Given that symptoms of migraine and cluster headaches overlap, and that migraine is more prevalent than cluster headache, recognizing the latter requires sensitivity to its key attributes described in this article.
Careful selection of therapeutic agents will hasten resolution of acute pain and prevent recurrences. Some drugs may be combined for quicker onset of action.
Telltale characteristics of cluster headaches
As shown in the opening example, cluster headache is diagnosed primarily by history (see Source of cluster headaches).

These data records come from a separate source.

impl<R: Send + 'static> ResourcePool<R> {
    /// Create a pool seeded with `seed` that grows through `factory`
    pub fn new<F>(seed: Vec<R>, factory: F, config: PoolConfiguration) -> PoolResult<Self>
    where
        F: Fn() -> R + Send + Sync + 'static,
    {
        config.validate()?;

        if seed.len() > config.max_pool_size {
            return Err(PoolError::SeedExceedsCapacity {
                seeded: seed.len(),
                capacity: config.max_pool_size,
            });
        }

        let mut state = PoolState {
            available: Vec::with_capacity(config.max_pool_size),
            in_use: HashSet::new(),
            next_id: 1,
        };
        for resource in seed {
            let id = state.assign_id();
            state.available.push((id, resource));
        }

        debug!(
            pool = %config.name,
            seeded = state.available.len(),
            capacity = config.max_pool_size,
            "resource pool created"
        );

        Ok(Self {
            inner: Arc::new(PoolInner {
                state: Mutex::new(state),
                factory: Box::new(factory),
                config,
                metrics: PoolMetricsTracker::new(),
            }),
        })
    }

    /// Create an empty pool that creates every resource on demand
    pub fn with_factory<F>(factory: F, config: PoolConfiguration) -> PoolResult<Self>
    where
        F: Fn() -> R + Send + Sync + 'static,
    {
        Self::new(Vec::new(), factory, config)
    }

    /// Check out a resource, failing fast when the pool is exhausted
    pub fn acquire(&self) -> PoolResult<PooledResource<R>> {
        match self.inner.checkout() {
            Some((id, value)) => {
                self.inner.metrics.total_acquired.fetch_add(1, Ordering::Relaxed);
                Ok(self.lend(id, value))
            }
            None => {
                let capacity = self.inner.config.max_pool_size;
                self.inner.metrics.exhausted_events.fetch_add(1, Ordering::Relaxed);
                warn!(pool = %self.inner.config.name, capacity, "resource pool exhausted");
                Err(PoolError::PoolExhausted { capacity })
            }
        }
    }

    /// Check out a resource, discarding the failure reason
    pub fn try_acquire(&self) -> Option<PooledResource<R>> {
        self.acquire().ok()
    }

    /// Wait for a resource, retrying until the configured timeout
    ///
    /// This is the only waiting entry point; [`acquire`](Self::acquire)
    /// never waits.
    pub async fn acquire_async(&self) -> PoolResult<PooledResource<R>> {
        let timeout = self.inner.config.operation_timeout;
        let poll_interval = self.inner.config.poll_interval;

        tokio::time::timeout(timeout, async {
            loop {
                if let Some((id, value)) = self.inner.checkout() {
                    self.inner.metrics.total_acquired.fetch_add(1, Ordering::Relaxed);
                    return self.lend(id, value);
                }
                tokio::time::sleep(poll_interval).await;
            }
        })
        .await
        .map_err(|_| {
            self.inner.metrics.exhausted_events.fetch_add(1, Ordering::Relaxed);
            warn!(pool = %self.inner.config.name, ?timeout, "timed out waiting for a resource");
            PoolError::Timeout(timeout)
        })
    }

    /// Return a checked-out resource to the idle set
    ///
    /// A resource handed out by a different pool is rejected with
    /// [`PoolError::UnknownResource`]; it goes back to its own pool on drop.
    ///
    /// The guard is consumed, so releasing the same resource twice does not
    /// compile:
    ///
    /// ```compile_fail
    /// use esox_resourcepool::{PoolConfiguration, ResourcePool};
    ///
    /// let pool = ResourcePool::new(vec![1], || 2, PoolConfiguration::default()).unwrap();
    /// let res = pool.acquire().unwrap();
    /// pool.release(res).unwrap();
    /// pool.release(res).unwrap();
    /// ```
    pub fn release(&self, mut resource: PooledResource<R>) -> PoolResult<()> {
        if !Arc::ptr_eq(&resource.pool, &self.inner) {
            self.inner.metrics.rejected_releases.fetch_add(1, Ordering::Relaxed);
            warn!(
                pool = %self.inner.config.name,
                id = %resource.id,
                "rejected release of foreign resource"
            );
            return Err(PoolError::UnknownResource(resource.id));
        }

        if let Some(value) = resource.value.take() {
            self.inner.check_in(resource.id, value);
        }
        Ok(())
    }

    /// Pre-create idle resources, never exceeding capacity
    ///
    /// Returns the number of resources created.
    pub fn warmup(&self, count: usize) -> usize {
        let mut state = self.inner.state.lock();
        let mut created = 0;

        while created < count && state.total() < self.inner.config.max_pool_size {
            let id = state.assign_id();
            let resource = (self.inner.factory)();
            state.available.push((id, resource));
            created += 1;
        }

        self.inner.metrics.total_created.fetch_add(created, Ordering::Relaxed);
        debug!(pool = %self.inner.config.name, created, "pool warmed up");
        created
    }

    /// Remove every idle resource so the caller can tear it down
    pub fn drain_available(&self) -> Vec<R> {
        let drained = std::mem::take(&mut self.inner.state.lock().available);
        debug!(pool = %self.inner.config.name, drained = drained.len(), "drained idle resources");
        drained.into_iter().map(|(_, resource)| resource).collect()
    }

    /// Number of idle resources at the instant of the call
    pub fn available_count(&self) -> usize {
        self.inner.state.lock().available.len()
    }

    pub fn in_use_count(&self) -> usize {
        self.inner.state.lock().in_use.len()
    }

    /// Idle plus checked-out resources
    pub fn total_count(&self) -> usize {
        self.inner.state.lock().total()
    }

    pub fn capacity(&self) -> usize {
        self.inner.config.max_pool_size
    }

    pub fn name(&self) -> &str {
        &self.inner.config.name
    }

    /// Get pool metrics
    pub fn metrics(&self) -> PoolMetrics {
        let (in_use, available) = self.counts();
        self.inner.metrics.snapshot(in_use, available, self.capacity())
    }

    pub fn health_status(&self) -> HealthStatus {
        let (in_use, available) = self.counts();
        HealthStatus::new(available, in_use, self.capacity())
    }

    /// Export metrics
    pub fn export_metrics(&self) -> HashMap<String, String> {
        self.metrics().export()
    }

    /// Export metrics in Prometheus format, labelled with the pool name
    #[cfg(feature = "metrics")]
    pub fn export_metrics_prometheus(
        &self,
        tags: Option<&HashMap<String, String>>,
    ) -> prometheus::Result<String> {
        crate::metrics::MetricsExporter::export_pool_prometheus(&self.metrics(), self.name(), tags)
    }

    fn counts(&self) -> (usize, usize) {
        let state = self.inner.state.lock();
        (state.in_use.len(), state.available.len())
    }

    fn lend(&self, id: ResourceId, value: R) -> PooledResource<R> {
        PooledResource {
            value: Some(value),
            id,
            pool: Arc::clone(&self.inner),
        }
    }
}

#[cfg(test)]
mod tests {
    use super::*;
    use std::sync::atomic::AtomicUsize;
    use std::time::Duration;

    fn connections(capacity: usize, seed: usize) -> ResourcePool<String> {
        let counter = AtomicUsize::new(seed);
        let config = PoolConfiguration::new().with_max_pool_size(capacity);
        let seed = (1..=seed).map(|i| format!("conn-{i}")).collect();
        ResourcePool::new(
            seed,
            move || format!("conn-{}", counter.fetch_add(1, Ordering::Relaxed) + 1),
            config,
        )
        .unwrap()
    }

    #[test]
    fn test_lifo_reuse_then_growth_then_exhaustion() {
        let pool = connections(3, 2);

        let second = pool.acquire().unwrap();
        assert_eq!(second.id().get(), 2);
        assert_eq!(*second, "conn-2");

        let first = pool.acquire().unwrap();
        assert_eq!(first.id().get(), 1);

        let third = pool.acquire().unwrap();
        assert_eq!(third.id().get(), 3);
        assert_eq!(*third, "conn-3");

        assert_eq!(
            pool.acquire().err(),
            Some(PoolError::PoolExhausted { capacity: 3 })
        );

        pool.release(second).unwrap();
        let again = pool.acquire().unwrap();
        assert_eq!(again.id().get(), 2);

        drop((first, third, again));
        assert_eq!(pool.available_count(), 3);
        assert_eq!(pool.metrics().total_created, 1);
    }

    #[test]
    fn test_seed_larger_than_capacity_rejected() {
        let config = PoolConfiguration::new().with_max_pool_size(1);
        let result = ResourcePool::new(vec![1, 2], || 0, config);
        assert!(matches!(
            result,
            Err(PoolError::SeedExceedsCapacity { seeded: 2, capacity: 1 })
        ));
    }

    #[test]
    fn test_drop_returns_resource() {
        let pool = connections(2, 1);
        {
            let _res = pool.acquire().unwrap();
            assert_eq!(pool.available_count(), 0);
            assert_eq!(pool.in_use_count(), 1);
        }
        assert_eq!(pool.available_count(), 1);
        assert_eq!(pool.in_use_count(), 0);
    }

    #[test]
    fn test_release_into_other_pool_rejected() {
        let home = connections(2, 1);
        let other = connections(2, 1);

        let res = home.acquire().unwrap();
        let id = res.id();
        assert_eq!(other.release(res), Err(PoolError::UnknownResource(id)));

        assert_eq!(other.available_count(), 1);
        assert_eq!(home.available_count(), 1);
        assert_eq!(home.in_use_count(), 0);
        assert_eq!(other.metrics().rejected_releases, 1);
    }

    #[test]
    fn test_release_through_clone_accepted() {
        let pool = connections(1, 1);
        let handle = pool.clone();

        let res = pool.acquire().unwrap();
        handle.release(res).unwrap();
        assert_eq!(pool.available_count(), 1);
    }

    #[test]
    fn test_detach_frees_capacity() {
        let pool = connections(1, 1);
        let owned = pool.acquire().unwrap().detach();
        assert_eq!(owned, "conn-1");
        assert_eq!(pool.total_count(), 0);

        let fresh = pool.acquire().unwrap();
        assert_eq!(fresh.id().get(), 2);
    }

    #[test]
    fn test_warmup_stops_at_capacity() {
        let pool = connections(3, 1);
        assert_eq!(pool.warmup(5), 2);
        assert_eq!(pool.available_count(), 3);
        assert_eq!(pool.warmup(1), 0);
    }

    #[test]
    fn test_drain_available_keeps_checked_out() {
        let pool = connections(3, 3);
        let _held = pool.acquire().unwrap();

        let drained = pool.drain_available();
        assert_eq!(drained, vec!["conn-1".to_string(), "conn-2".to_string()]);
        assert_eq!(pool.available_count(), 0);
        assert_eq!(pool.in_use_count(), 1);
    }

    #[test]
    fn test_try_acquire() {
        let pool = connections(1, 0);
        let held = pool.try_acquire();
        assert!(held.is_some());
        assert!(pool.try_acquire().is_none());
        assert_eq!(pool.metrics().exhausted_events, 1);
    }

    #[test]
    fn test_health_reflects_saturation() {
        let pool = connections(1, 1);
        assert!(pool.health_status().is_healthy());
        let _held = pool.acquire().unwrap();
        assert!(!pool.health_status().is_healthy());
    }

    #[tokio::test]
    async fn test_acquire_async_waits_for_release() {
        let config = PoolConfiguration::new()
            .with_max_pool_size(1)
            .with_poll_interval(Duration::from_millis(5));
        let pool = ResourcePool::new(vec![7], || 0, config).unwrap();

        let held = pool.acquire().unwrap();
        let waiter = pool.clone();
        let task = tokio::spawn(async move { waiter.acquire_async().await.map(|r| r.id()) });

        tokio::time::sleep(Duration::from_millis(20)).await;
        drop(held);

        assert_eq!(task.await.unwrap(), Ok(ResourceId(1)));
    }

    #[tokio::test]
    async fn test_acquire_async_times_out() {
        let config = PoolConfiguration::new()
            .with_max_pool_size(1)
            .with_timeout(Duration::from_millis(30));
        let pool = ResourcePool::new(vec![7], || 0, config).unwrap();

        let _held = pool.acquire().unwrap();
        assert_eq!(
            pool.acquire_async().await.err(),
            Some(PoolError::Timeout(Duration::from_millis(30)))
        );
        assert_eq!(pool.metrics().exhausted_events, 1);
    }
}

Recognize the pattern. Its most striking feature is the unmistakable pattern of repeated bouts of pain that “cluster” at the same time of the day or night.
Each attack is extremely intense and brief, typically lasting 15 to 180 minutes.

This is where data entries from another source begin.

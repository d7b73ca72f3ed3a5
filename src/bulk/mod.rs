//! Bulk priority rewrites.
//!
//! Rewrites the priority of every item matching a selector across both the
//! store and the queue. The store update runs first and is atomic; the
//! queue updates follow best-effort, one per id, with failures counted
//! rather than aborting the batch. Between the two steps the store and the
//! queue briefly disagree; dispatch order follows the queue, item state
//! follows the store, and the anti-starvation daemon converges any drift on
//! a later pass.

use chrono::Utc;
use std::sync::Arc;
use std::time::Duration;
use thiserror::Error;
use tokio_util::sync::CancellationToken;
use tracing::{info, warn};

use crate::item::{ItemStatus, ItemStore, Priority, StoreError};
use crate::queue::{PriorityQueue, QueueError};

/// Errors that abort a bulk rewrite. Per-id queue failures do not abort;
/// they are counted in the outcome.
#[derive(Debug, Error)]
pub enum BulkError {
    #[error(transparent)]
    Store(#[from] StoreError),

    #[error("bulk rewrite cancelled")]
    Cancelled,
}

/// Which items a rewrite applies to. Both selectors are restricted to
/// queued items.
#[derive(Debug, Clone, PartialEq)]
pub enum Selector {
    /// Every queued item in the group.
    ByGroup(String),
    /// Every queued item older than the given age.
    ByAge(Duration),
}

/// Result of a bulk rewrite.
#[derive(Debug, Clone, Copy, PartialEq, Eq)]
pub struct RewriteOutcome {
    /// Rows updated in the store.
    pub affected: u64,
    /// Queue-side updates that failed (entry missing, backend error).
    pub queue_update_failures: u64,
}

/// Coordinates priority rewrites across the store and the queue.
#[derive(Clone)]
pub struct BulkMutator {
    store: Arc<dyn ItemStore>,
    queue: PriorityQueue,
}

impl BulkMutator {
    pub fn new(store: Arc<dyn ItemStore>, queue: PriorityQueue) -> Self {
        Self { store, queue }
    }

    /// Rewrites the priority of every queued item matched by `selector`.
    pub async fn rewrite(
        &self,
        token: &CancellationToken,
        selector: Selector,
        new_priority: Priority,
    ) -> Result<RewriteOutcome, BulkError> {
        if token.is_cancelled() {
            return Err(BulkError::Cancelled);
        }

        let candidates = match &selector {
            Selector::ByGroup(group) => self.store.find_by_group(group).await?,
            Selector::ByAge(age) => {
                let threshold = Utc::now()
                    - chrono::Duration::from_std(*age).unwrap_or(chrono::Duration::zero());
                self.store.find_older_than(threshold).await?
            }
        };

        let ids: Vec<_> = candidates
            .iter()
            .filter(|item| item.status == ItemStatus::Queued)
            .map(|item| item.id)
            .collect();

        if ids.is_empty() {
            return Ok(RewriteOutcome {
                affected: 0,
                queue_update_failures: 0,
            });
        }

        let affected = self
            .store
            .update_priority_batch(&ids, new_priority)
            .await?;

        let mut failures = 0u64;
        for id in &ids {
            match self.queue.update_priority(token, *id, new_priority).await {
                Ok(()) => {}
                Err(QueueError::Cancelled) => return Err(BulkError::Cancelled),
                Err(e) => {
                    warn!(item_id = %id, error = %e, "Queue priority update failed");
                    failures += 1;
                }
            }
        }

        info!(
            selector = ?selector,
            priority = %new_priority,
            affected = affected,
            queue_update_failures = failures,
            "Bulk priority rewrite applied"
        );

        Ok(RewriteOutcome {
            affected,
            queue_update_failures: failures,
        })
    }
}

For patients with the episodic variety of cluster headaches, the pattern of repeated headaches may last days to weeks, then resolve spontaneously. The relatively few patients with the chronic form of the disorder experience an unending cycle of daily or near daily headaches.

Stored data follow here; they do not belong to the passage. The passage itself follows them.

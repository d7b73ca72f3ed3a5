//! In-memory item store for tests and local development.
//!
//! Unlike a throwaway fake, this implementation enforces the same
//! optimistic-concurrency and state-machine rules as the durable store, so
//! tests exercise the real failure modes.

use async_trait::async_trait;
use chrono::{DateTime, Utc};
use std::collections::HashMap;
use tokio::sync::RwLock;

use super::store::{ItemStore, StoreError};
use super::{Item, ItemId, ItemStatus, Priority, StatusEvent};

/// In-memory implementation of [`ItemStore`].
#[derive(Default)]
pub struct MemoryItemStore {
    items: RwLock<HashMap<ItemId, Item>>,
}

impl MemoryItemStore {
    pub fn new() -> Self {
        Self::default()
    }
}

#[async_trait]
impl ItemStore for MemoryItemStore {
    async fn save(&self, item: &Item) -> Result<(), StoreError> {
        let mut items = self.items.write().await;
        if let Some(existing) = items.get(&item.id) {
            if existing.version != item.version - 1 {
                return Err(StoreError::OptimisticLock(item.id));
            }
        }
        items.insert(item.id, item.clone());
        Ok(())
    }

    async fn find(&self, id: ItemId) -> Result<Item, StoreError> {
        self.items
            .read()
            .await
            .get(&id)
            .cloned()
            .ok_or(StoreError::NotFound(id))
    }

    async fn find_by_group(&self, group: &str) -> Result<Vec<Item>, StoreError> {
        let items = self.items.read().await;
        let mut found: Vec<Item> = items
            .values()
            .filter(|item| item.group == group)
            .cloned()
            .collect();
        found.sort_by_key(|item| item.created_at);
        Ok(found)
    }

    async fn find_by_status(&self, status: ItemStatus) -> Result<Vec<Item>, StoreError> {
        let items = self.items.read().await;
        let mut found: Vec<Item> = items
            .values()
            .filter(|item| item.status == status)
            .cloned()
            .collect();
        found.sort_by_key(|item| item.created_at);
        Ok(found)
    }

    async fn find_older_than(&self, threshold: DateTime<Utc>) -> Result<Vec<Item>, StoreError> {
        let items = self.items.read().await;
        let mut found: Vec<Item> = items
            .values()
            .filter(|item| item.created_at < threshold)
            .cloned()
            .collect();
        found.sort_by_key(|item| item.created_at);
        Ok(found)
    }

    async fn update_priority_batch(
        &self,
        ids: &[ItemId],
        new_priority: Priority,
    ) -> Result<u64, StoreError> {
        let mut items = self.items.write().await;
        let mut affected = 0u64;
        for id in ids {
            if let Some(item) = items.get_mut(id) {
                if item.status == ItemStatus::Queued {
                    item.priority = new_priority;
                    item.version += 1;
                    affected += 1;
                }
            }
        }
        Ok(affected)
    }

    async fn update_status(
        &self,
        id: ItemId,
        status: ItemStatus,
        expected_version: i64,
    ) -> Result<(), StoreError> {
        let mut items = self.items.write().await;
        let item = items.get_mut(&id).ok_or(StoreError::NotFound(id))?;

        if item.version != expected_version {
            return Err(StoreError::OptimisticLock(id));
        }

        match StatusEvent::leading_to(status) {
            Some(StatusEvent::Start) => item.start_processing()?,
            Some(StatusEvent::Complete) => item.complete_processing()?,
            Some(StatusEvent::Fail) => item.fail_processing()?,
            None => {
                return Err(StoreError::InvalidState(super::ItemError::InvalidTarget {
                    target: status,
                }))
            }
        }
        Ok(())
    }

    async fn delete(&self, id: ItemId) -> Result<(), StoreError> {
        let mut items = self.items.write().await;
        items.remove(&id).ok_or(StoreError::NotFound(id))?;
        Ok(())
    }

    async fn count(&self) -> Result<u64, StoreError> {
        Ok(self.items.read().await.len() as u64)
    }

    async fn count_by_status(&self, status: ItemStatus) -> Result<u64, StoreError> {
        let items = self.items.read().await;
        Ok(items.values().filter(|i| i.status == status).count() as u64)
    }

    async fn count_by_priority(&self, priority: Priority) -> Result<u64, StoreError> {
        let items = self.items.read().await;
        Ok(items.values().filter(|i| i.priority == priority).count() as u64)
    }
}

#[cfg(test)]
mod tests {
    use super::*;
    use std::time::Duration;

    fn item(group: &str, priority: Priority) -> Item {
        Item::new(
            "test item",
            group,
            vec!["all".to_string()],
            priority,
            Duration::from_secs(60),
        )
        .unwrap()
    }

    #[tokio::test]
    async fn test_save_and_find() {
        let store = MemoryItemStore::new();
        let it = item("g1", Priority::NORMAL);
        store.save(&it).await.unwrap();

        let loaded = store.find(it.id).await.unwrap();
        assert_eq!(loaded, it);
    }

    #[tokio::test]
    async fn test_find_missing() {
        let store = MemoryItemStore::new();
        let err = store.find(ItemId::new()).await.unwrap_err();
        assert!(matches!(err, StoreError::NotFound(_)));
    }

    #[tokio::test]
    async fn test_save_update_requires_next_version() {
        let store = MemoryItemStore::new();
        let mut it = item("g1", Priority::NORMAL);
        store.save(&it).await.unwrap();

        // Stale save: same version as what is stored.
        let err = store.save(&it).await.unwrap_err();
        assert!(matches!(err, StoreError::OptimisticLock(_)));

        it.change_priority(Priority::HIGH).unwrap();
        store.save(&it).await.unwrap();

        let loaded = store.find(it.id).await.unwrap();
        assert_eq!(loaded.version, 2);
        assert_eq!(loaded.priority, Priority::HIGH);
    }

    #[tokio::test]
    async fn test_find_by_group_sorted_by_age() {
        let store = MemoryItemStore::new();
        let mut first = item("g1", Priority::NORMAL);
        first.created_at = Utc::now() - chrono::Duration::seconds(20);
        let second = item("g1", Priority::NORMAL);
        let other = item("g2", Priority::NORMAL);

        store.save(&second).await.unwrap();
        store.save(&first).await.unwrap();
        store.save(&other).await.unwrap();

        let found = store.find_by_group("g1").await.unwrap();
        assert_eq!(found.len(), 2);
        assert_eq!(found[0].id, first.id);
        assert_eq!(found[1].id, second.id);
    }

    #[tokio::test]
    async fn test_find_by_status() {
        let store = MemoryItemStore::new();
        let queued = item("g", Priority::NORMAL);
        let mut processing = item("g", Priority::NORMAL);
        store.save(&queued).await.unwrap();
        store.save(&processing).await.unwrap();
        processing.start_processing().unwrap();
        store.save(&processing).await.unwrap();

        let found = store.find_by_status(ItemStatus::Queued).await.unwrap();
        assert_eq!(found.len(), 1);
        assert_eq!(found[0].id, queued.id);

        let found = store.find_by_status(ItemStatus::Processing).await.unwrap();
        assert_eq!(found.len(), 1);
        assert_eq!(found[0].id, processing.id);
    }

    #[tokio::test]
    async fn test_find_older_than() {
        let store = MemoryItemStore::new();
        let mut old = item("g", Priority::NORMAL);
        old.created_at = Utc::now() - chrono::Duration::minutes(10);
        let fresh = item("g", Priority::NORMAL);

        store.save(&old).await.unwrap();
        store.save(&fresh).await.unwrap();

        let threshold = Utc::now() - chrono::Duration::minutes(5);
        let found = store.find_older_than(threshold).await.unwrap();
        assert_eq!(found.len(), 1);
        assert_eq!(found[0].id, old.id);
    }

    #[tokio::test]
    async fn test_update_priority_batch_only_queued() {
        let store = MemoryItemStore::new();
        let queued = item("g", Priority::LOW);
        let mut processing = item("g", Priority::LOW);
        store.save(&queued).await.unwrap();
        store.save(&processing).await.unwrap();
        processing.start_processing().unwrap();
        store.save(&processing).await.unwrap();

        let affected = store
            .update_priority_batch(&[queued.id, processing.id], Priority::HIGH)
            .await
            .unwrap();
        assert_eq!(affected, 1);

        let q = store.find(queued.id).await.unwrap();
        assert_eq!(q.priority, Priority::HIGH);
        assert_eq!(q.version, 2);

        let p = store.find(processing.id).await.unwrap();
        assert_eq!(p.priority, Priority::LOW);
    }

    #[tokio::test]
    async fn test_update_status_version_mismatch() {
        let store = MemoryItemStore::new();
        let it = item("g", Priority::NORMAL);
        store.save(&it).await.unwrap();

        let err = store
            .update_status(it.id, ItemStatus::Processing, 99)
            .await
            .unwrap_err();
        assert!(matches!(err, StoreError::OptimisticLock(_)));
    }

    #[tokio::test]
    async fn test_update_status_consults_state_machine() {
        let store = MemoryItemStore::new();
        let it = item("g", Priority::NORMAL);
        store.save(&it).await.unwrap();

        // Queued cannot jump straight to completed.
        let err = store
            .update_status(it.id, ItemStatus::Completed, 1)
            .await
            .unwrap_err();
        assert!(matches!(err, StoreError::InvalidState(_)));

        // And nothing transitions back to queued.
        store
            .update_status(it.id, ItemStatus::Processing, 1)
            .await
            .unwrap();
        let err = store
            .update_status(it.id, ItemStatus::Queued, 2)
            .await
            .unwrap_err();
        assert!(matches!(err, StoreError::InvalidState(_)));
    }

    #[tokio::test]
    async fn test_delete_and_counts() {
        let store = MemoryItemStore::new();
        let a = item("g", Priority::LOW);
        let b = item("g", Priority::HIGH);
        store.save(&a).await.unwrap();
        store.save(&b).await.unwrap();

        assert_eq!(store.count().await.unwrap(), 2);
        assert_eq!(
            store.count_by_status(ItemStatus::Queued).await.unwrap(),
            2
        );
        assert_eq!(store.count_by_priority(Priority::HIGH).await.unwrap(), 1);

        store.delete(a.id).await.unwrap();
        assert_eq!(store.count().await.unwrap(), 1);
        assert!(matches!(
            store.delete(a.id).await.unwrap_err(),
            StoreError::NotFound(_)
        ));
    }
}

Attacks may occur during the day or night, and often wake the patient from sleep.1
Pain is always unilateral. Location of the pain varies among patients but is usually within the distribution of the trigeminal nerve. Almost all patients (92%) have retro-orbital pain, and most (70%) also have pain in the temporal region. Pain is present in the upper teeth, jaw, forehead, or cheek half of the time. Less common sites of pain are the ears, lower jaw, neck and shoulder.1
Look for associated findings. Pain is accompanied by signs and symptoms of ipsilateral autonomic dysfunction. Lacrimation on the affected side is the most common associated feature. Rhinorrhea or a blocked nasal passage, red eye, and swelling or pallor of the forehead or cheek are often found bilaterally but are clinically dominant on the symptomatic side.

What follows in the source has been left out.